Scientific classification
- Kingdom: Plantae
- Clade: Tracheophytes
- Clade: Angiosperms
- Clade: Eudicots
- Clade: Asterids
- Order: Gentianales
- Family: Rubiaceae
- Genus: Kadua
- Species: K. parvula
- Binomial name: Kadua parvula A.Gray
- Synonyms: Hedyotis parvula

= Kadua parvula =

- Genus: Kadua
- Species: parvula
- Authority: A.Gray
- Conservation status: G1
- Synonyms: Hedyotis parvula

Species of plant

Kadua parvula (formerly Hedyotis parvula) is a rare species of flowering plant in the coffee family known by the common name rockface star-violet.
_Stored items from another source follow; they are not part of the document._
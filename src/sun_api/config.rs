//! Settings for the sunrise/sunset HTTP client.

use crate::error::{Error, Result};
use std::time::Duration;

/// Public endpoint of sunrise-sunset.org.
pub const DEFAULT_BASE_URL: &str = "https://api.sunrise-sunset.org/json";

/// Request timeout used unless overridden.
/// Override with SUN_API_TIMEOUT_SECS environment variable
pub const DEFAULT_TIMEOUT: Duration = Duration::from_secs(10);

/// Environment variable holding the endpoint URL.
pub const ENV_BASE_URL: &str = "SUN_API_URL";

/// Environment variable holding the request timeout in whole seconds.
pub const ENV_TIMEOUT_SECS: &str = "SUN_API_TIMEOUT_SECS";

/// Configuration for [`SunApiClient`](super::SunApiClient).
#[derive(Clone, Debug, PartialEq, Eq)]
pub struct SunApiConfig {
    pub base_url: String,
    pub timeout: Duration,
    pub user_agent: String,
}

impl Default for SunApiConfig {
    fn default() -> Self {
        SunApiConfig {
            base_url: DEFAULT_BASE_URL.to_string(),
            timeout: DEFAULT_TIMEOUT,
            user_agent: format!("sun-cache/{}", crate::VERSION),
        }
    }
}

impl SunApiConfig {
    pub fn with_base_url(mut self, base_url: impl Into<String>) -> Self {
        self.base_url = base_url.into();
        self
    }

    pub fn with_timeout(mut self, timeout: Duration) -> Self {
        self.timeout = timeout;
        self
    }

    pub fn with_user_agent(mut self, user_agent: impl Into<String>) -> Self {
        self.user_agent = user_agent.into();
        self
    }

    /// Defaults overridden by `SUN_API_URL` and `SUN_API_TIMEOUT_SECS`.
    ///
    /// # Errors
    /// Returns `Err(Error::ConfigError)` if a variable is set but invalid.
    pub fn from_env() -> Result<Self> {
        Self::from_lookup(|name| std::env::var(name).ok())
    }

    fn from_lookup<F>(lookup: F) -> Result<Self>
    where
        F: Fn(&str) -> Option<String>,
    {
        let mut config = SunApiConfig::default();

        if let Some(url) = lookup(ENV_BASE_URL) {
            config.base_url = url;
        }

        if let Some(raw) = lookup(ENV_TIMEOUT_SECS) {
            let secs = raw.trim().parse::<u64>().map_err(|e| {
                Error::ConfigError(format!("{}={:?} is not a number: {}", ENV_TIMEOUT_SECS, raw, e))
            })?;
            config.timeout = Duration::from_secs(secs);
        }

        config.validate()?;
        Ok(config)
    }

    /// Check the settings before a client is built from them.
    ///
    /// # Errors
    /// Returns `Err(Error::ConfigError)` for a non-HTTP URL or a zero timeout.
    pub fn validate(&self) -> Result<()> {
        if !(self.base_url.starts_with("http://") || self.base_url.starts_with("https://")) {
            return Err(Error::ConfigError(format!(
                "base_url must be an http(s) URL, got {:?}",
                self.base_url
            )));
        }
        if self.timeout.is_zero() {
            return Err(Error::ConfigError("timeout must be non-zero".to_string()));
        }
        Ok(())
    }
}
//! Cache backend implementations.

use crate::error::Result;

pub mod inmemory;

pub use inmemory::InMemoryBackend;

/// Trait for cache backend implementations.
///
/// A backend is a plain key→bytes store: no capacity bound, no TTL, no
/// eviction policy. Individual operations are atomic per key; nothing is
/// atomic across keys, and under concurrent writers the last `set` wins.
///
/// **IMPORTANT:** All methods use `&self` instead of `&mut self` to allow concurrent access.
/// Backend implementations should use interior mutability or external storage.
#[allow(async_fn_in_trait)]
pub trait CacheBackend: Send + Sync + Clone {
    /// Retrieve value from cache by key.
    ///
    /// # Returns
    /// - `Ok(Some(bytes))` - Value found in cache
    /// - `Ok(None)` - Cache miss (key not found)
    ///
    /// # Errors
    /// Returns `Err` if backend error occurs
    async fn get(&self, key: &str) -> Result<Option<Vec<u8>>>;

    /// Store value in cache, silently overwriting any previous value.
    ///
    /// # Errors
    /// Returns `Err` if backend error occurs
    async fn set(&self, key: &str, value: Vec<u8>) -> Result<()>;

    /// Remove value from cache. No-op when the key is absent.
    ///
    /// # Errors
    /// Returns `Err` if backend error occurs
    async fn delete(&self, key: &str) -> Result<()>;

    /// Check if key exists in cache.
    ///
    /// # Errors
    /// Returns `Err` if backend error occurs
    async fn exists(&self, key: &str) -> Result<bool> {
        Ok(self.get(key).await?.is_some())
    }

    /// Bulk delete operation.
    ///
    /// Default implementation calls `delete()` for each key.
    ///
    /// # Errors
    /// Returns `Err` if backend error occurs
    async fn mdelete(&self, keys: &[&str]) -> Result<()> {
        for key in keys {
            self.delete(key).await?;
        }
        Ok(())
    }

    /// Remove every key starting with `prefix`. Returns the number removed.
    ///
    /// Used to drop derived-query entries whose exact keys are not known to
    /// the writer.
    ///
    /// # Errors
    /// Returns `Err` if operation is not implemented or fails
    async fn delete_prefix(&self, prefix: &str) -> Result<usize> {
        Err(crate::error::Error::BackendError(format!(
            "delete_prefix({}) not implemented for this backend",
            prefix
        )))
    }

    /// Optional: Clear all cache (use with caution).
    ///
    /// # Errors
    /// Returns `Err` if operation is not implemented or fails
    async fn clear_all(&self) -> Result<()> {
        Err(crate::error::Error::BackendError(
            "clear_all not implemented for this backend".to_string(),
        ))
    }
}
//! Sunrise/sunset service.

use super::{evict_derived_queries, evict_entities, union_ids, QUERY_BY_DATE, QUERY_BY_LOCATION};
use crate::backend::CacheBackend;
use crate::cache::EntityCache;
use crate::counter::RequestCounter;
use crate::error::{Error, Result};
use crate::key::CacheKey;
use crate::model::{to_dtos, LocationDto, SunriseSunsetDto, SunriseSunsetEntity};
use crate::repository::{LocationRepository, SunriseSunsetRepository};
use crate::sun_api::{SunTimes, SunTimesProvider};
use chrono::NaiveDate;
use futures::future::try_join_all;
use std::sync::Arc;

const ENTITY: &str = "SunriseSunset";

/// Date format accepted by [`SunriseSunsetService::get_by_date_and_location_name`].
pub const DATE_FORMAT: &str = "%Y-%m-%d";

/// CRUD, bulk and join queries over sunrise/sunset records, fronted by the
/// shared cache.
///
/// Creates and updates take their `sunrise`/`sunset` from the
/// [`SunTimesProvider`]; a failed lookup aborts the write before anything is
/// persisted.
///
/// # Errors
///
/// - `Error::NotFound` when a by-id read, update or delete names a record the
///   repository does not hold.
/// - `Error::UpstreamUnavailable` when the lookup fails.
/// - `Error::InvalidInput` for an unparseable date.
pub struct SunriseSunsetService<B: CacheBackend, S, L, P> {
    sunrise_sunsets: Arc<S>,
    locations: Arc<L>,
    sun_times: Arc<P>,
    cache: EntityCache<B>,
    counter: Arc<RequestCounter>,
}

impl<B, S, L, P> SunriseSunsetService<B, S, L, P>
where
    B: CacheBackend,
    S: SunriseSunsetRepository,
    L: LocationRepository,
    P: SunTimesProvider,
{
    pub fn new(
        sunrise_sunsets: Arc<S>,
        locations: Arc<L>,
        sun_times: Arc<P>,
        cache: EntityCache<B>,
        counter: Arc<RequestCounter>,
    ) -> Self {
        SunriseSunsetService {
            sunrise_sunsets,
            locations,
            sun_times,
            cache,
            counter,
        }
    }

    pub fn cache(&self) -> &EntityCache<B> {
        &self.cache
    }

    /// Look up sun times for `dto`, then persist a new record.
    pub async fn create(&self, dto: SunriseSunsetDto) -> Result<SunriseSunsetDto> {
        self.counter.increment();

        let times = self.lookup(&dto).await?;
        let location_ids = self.resolve_locations(&dto.location_ids).await?;
        let saved = self
            .sunrise_sunsets
            .save(Self::entity_from(None, &dto, times, location_ids))
            .await?;
        let saved_dto = SunriseSunsetDto::from(&saved);

        info!("Caching {} {:?} after creation", ENTITY, saved_dto.id);
        self.cache.put_entity(&saved_dto).await?;
        self.cache.remove(&CacheKey::all::<SunriseSunsetDto>()).await?;
        self.evict_related(&[], &saved.location_ids).await?;

        Ok(saved_dto)
    }

    /// Record by id, from cache when present.
    pub async fn get_by_id(&self, id: i32) -> Result<SunriseSunsetDto> {
        self.counter.increment();

        let key = CacheKey::entity::<SunriseSunsetDto>(&id);
        if let Some(dto) = self.cache.get::<SunriseSunsetDto>(&key).await? {
            debug!("✓ Cache hit for {}", key);
            return Ok(dto);
        }

        debug!("✗ Cache miss for {}, querying repository", key);
        let entity = self
            .sunrise_sunsets
            .find_by_id(id)
            .await?
            .ok_or_else(|| Error::not_found(ENTITY, id))?;

        let dto = SunriseSunsetDto::from(&entity);
        self.cache.put(&key, &dto).await?;
        Ok(dto)
    }

    /// Records for the subset of `ids` that exist. Always reads the repository.
    pub async fn get_by_ids(&self, ids: &[i32]) -> Result<Vec<SunriseSunsetDto>> {
        self.counter.increment();

        let entities = self.sunrise_sunsets.find_all_by_id(ids).await?;
        let dtos: Vec<SunriseSunsetDto> = to_dtos(&entities);
        self.cache.put_entities(&dtos).await?;
        Ok(dtos)
    }

    /// All records, from `SunriseSunset_All` when present.
    pub async fn get_all(&self) -> Result<Vec<SunriseSunsetDto>> {
        self.counter.increment();

        let key = CacheKey::all::<SunriseSunsetDto>();
        self.cached_query(&key, || self.sunrise_sunsets.find_all())
            .await
    }

    /// Re-fetch sun times and replace every field of record `id`.
    ///
    /// An empty `location_ids` clears the relation.
    pub async fn update(&self, id: i32, dto: SunriseSunsetDto) -> Result<SunriseSunsetDto> {
        self.counter.increment();

        let existing = self
            .sunrise_sunsets
            .find_by_id(id)
            .await?
            .ok_or_else(|| Error::not_found(ENTITY, id))?;

        let times = self.lookup(&dto).await?;
        let location_ids = self.resolve_locations(&dto.location_ids).await?;
        let updated = self
            .sunrise_sunsets
            .save(Self::entity_from(Some(id), &dto, times, location_ids))
            .await?;
        let updated_dto = SunriseSunsetDto::from(&updated);

        info!("Updated {} {}", ENTITY, id);
        self.cache.put_entity(&updated_dto).await?;
        self.cache.remove(&CacheKey::all::<SunriseSunsetDto>()).await?;
        self.evict_related(&existing.location_ids, &updated.location_ids)
            .await?;

        Ok(updated_dto)
    }

    /// Delete record `id` and its join rows.
    pub async fn delete(&self, id: i32) -> Result<()> {
        self.counter.increment();

        let existing = self
            .sunrise_sunsets
            .find_by_id(id)
            .await?
            .ok_or_else(|| Error::not_found(ENTITY, id))?;

        self.sunrise_sunsets.delete_by_id(id).await?;

        info!("Deleted {} {}", ENTITY, id);
        self.cache
            .remove(&CacheKey::entity::<SunriseSunsetDto>(&id))
            .await?;
        self.cache.remove(&CacheKey::all::<SunriseSunsetDto>()).await?;
        self.evict_related(&existing.location_ids, &[]).await?;

        Ok(())
    }

    /// Records joined to location `location_id`, cached under
    /// `SunriseSunset_Location_<id>`.
    pub async fn get_by_location_id(&self, location_id: i32) -> Result<Vec<SunriseSunsetDto>> {
        self.counter.increment();

        let key = CacheKey::query::<SunriseSunsetDto>(&[&QUERY_BY_LOCATION, &location_id]);
        self.cached_query(&key, || {
            self.sunrise_sunsets.find_by_location_id(location_id)
        })
        .await
    }

    /// Records on `date` (`YYYY-MM-DD`) joined to a location named
    /// `location_name`, cached under
    /// `SunriseSunset_Date_<date>_Location_<name>`.
    pub async fn get_by_date_and_location_name(
        &self,
        date: &str,
        location_name: &str,
    ) -> Result<Vec<SunriseSunsetDto>> {
        self.counter.increment();

        let date = NaiveDate::parse_from_str(date.trim(), DATE_FORMAT).map_err(|e| {
            Error::InvalidInput(format!("date {:?} is not {}: {}", date, DATE_FORMAT, e))
        })?;

        let key = CacheKey::query::<SunriseSunsetDto>(&[
            &QUERY_BY_DATE,
            &date,
            &QUERY_BY_LOCATION,
            &location_name,
        ]);
        self.cached_query(&key, || {
            self.sunrise_sunsets
                .find_by_date_and_location_name(date, location_name)
        })
        .await
    }

    /// Look up sun times for every record, then persist them all.
    ///
    /// Nothing is saved unless every lookup succeeds.
    pub async fn bulk_create(&self, dtos: Vec<SunriseSunsetDto>) -> Result<Vec<SunriseSunsetDto>> {
        self.counter.increment();

        let all_times = try_join_all(dtos.iter().map(|dto| self.lookup(dto))).await?;

        let mut entities = Vec::with_capacity(dtos.len());
        for (dto, times) in dtos.iter().zip(all_times) {
            let location_ids = self.resolve_locations(&dto.location_ids).await?;
            entities.push(Self::entity_from(None, dto, times, location_ids));
        }

        let saved = self.sunrise_sunsets.save_all(entities).await?;
        let saved_dtos: Vec<SunriseSunsetDto> = to_dtos(&saved);

        info!("Bulk created {} {} entries", saved_dtos.len(), ENTITY);
        self.cache.put_entities(&saved_dtos).await?;
        self.cache.remove(&CacheKey::all::<SunriseSunsetDto>()).await?;

        let related: Vec<i32> = saved
            .iter()
            .flat_map(|e| e.location_ids.iter().copied())
            .collect();
        self.evict_related(&[], &related).await?;

        Ok(saved_dtos)
    }

    /// Serve a list from `key`, or run `query`, cache each record under its
    /// own key and the list under `key`.
    async fn cached_query<F, Fut>(&self, key: &str, query: F) -> Result<Vec<SunriseSunsetDto>>
    where
        F: FnOnce() -> Fut,
        Fut: std::future::Future<Output = Result<Vec<SunriseSunsetEntity>>>,
    {
        if let Some(dtos) = self.cache.get_list::<SunriseSunsetDto>(key).await? {
            debug!("✓ Cache hit for {}", key);
            return Ok(dtos);
        }

        debug!("✗ Cache miss for {}, querying repository", key);
        let entities = query().await?;
        let dtos: Vec<SunriseSunsetDto> = to_dtos(&entities);
        self.cache.put_entities(&dtos).await?;
        self.cache.put_list(key, &dtos).await?;
        Ok(dtos)
    }

    async fn lookup(&self, dto: &SunriseSunsetDto) -> Result<SunTimes> {
        self.sun_times
            .lookup(dto.latitude, dto.longitude, dto.date)
            .await
    }

    /// Existing location ids among `ids`, skipping the lookup when empty.
    async fn resolve_locations(&self, ids: &[i32]) -> Result<Vec<i32>> {
        if ids.is_empty() {
            return Ok(Vec::new());
        }
        let found = self.locations.find_all_by_id(ids).await?;
        Ok(found.into_iter().filter_map(|l| l.id).collect())
    }

    /// An unlinked record appears in no derived query result.
    async fn evict_related(&self, before: &[i32], after: &[i32]) -> Result<()> {
        let related = union_ids(before, after);
        evict_entities::<B, LocationDto>(&self.cache, &related).await?;
        if !related.is_empty() {
            evict_derived_queries(&self.cache).await?;
        }
        Ok(())
    }

    fn entity_from(
        id: Option<i32>,
        dto: &SunriseSunsetDto,
        times: SunTimes,
        location_ids: Vec<i32>,
    ) -> SunriseSunsetEntity {
        SunriseSunsetEntity {
            id,
            date: dto.date,
            latitude: dto.latitude,
            longitude: dto.longitude,
            sunrise: Some(times.sunrise),
            sunset: Some(times.sunset),
            location_ids,
        }
    }
}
It is endemic to Hawaii, where it is known only from the Waiʻanae Range on the island of Oahu. It is a federally listed endangered species of the United States.

This is a branching shrub growing erect or spreading, the branches reaching 10 to 40 centimeters in length. The lance-shaped or pointed oval leaves are densely spaced on the branches, sometimes overlapping. Each is up to 4 centimeters long by 3 wide and leathery in texture. The flowers may be bisexual or functionally female with fleshy white lobes sometimes tinged pink at the tips. The plants grow on cliffs and ledges in moist areas of the Waiʻanae Range.

There are only two known populations extant. One is located on the Mākua Military Reservation, and the other is at Halona. Together they contain at least 263 individual plants.

Threats to the plant include habitat degradation and destruction by feral pigs and goats and non-native plants such as Ageratina riparia, Erigeron karvinskianus, Grevillea robusta, Melinis minutiflora, Rubus argutus, and Schinus terebinthifolius.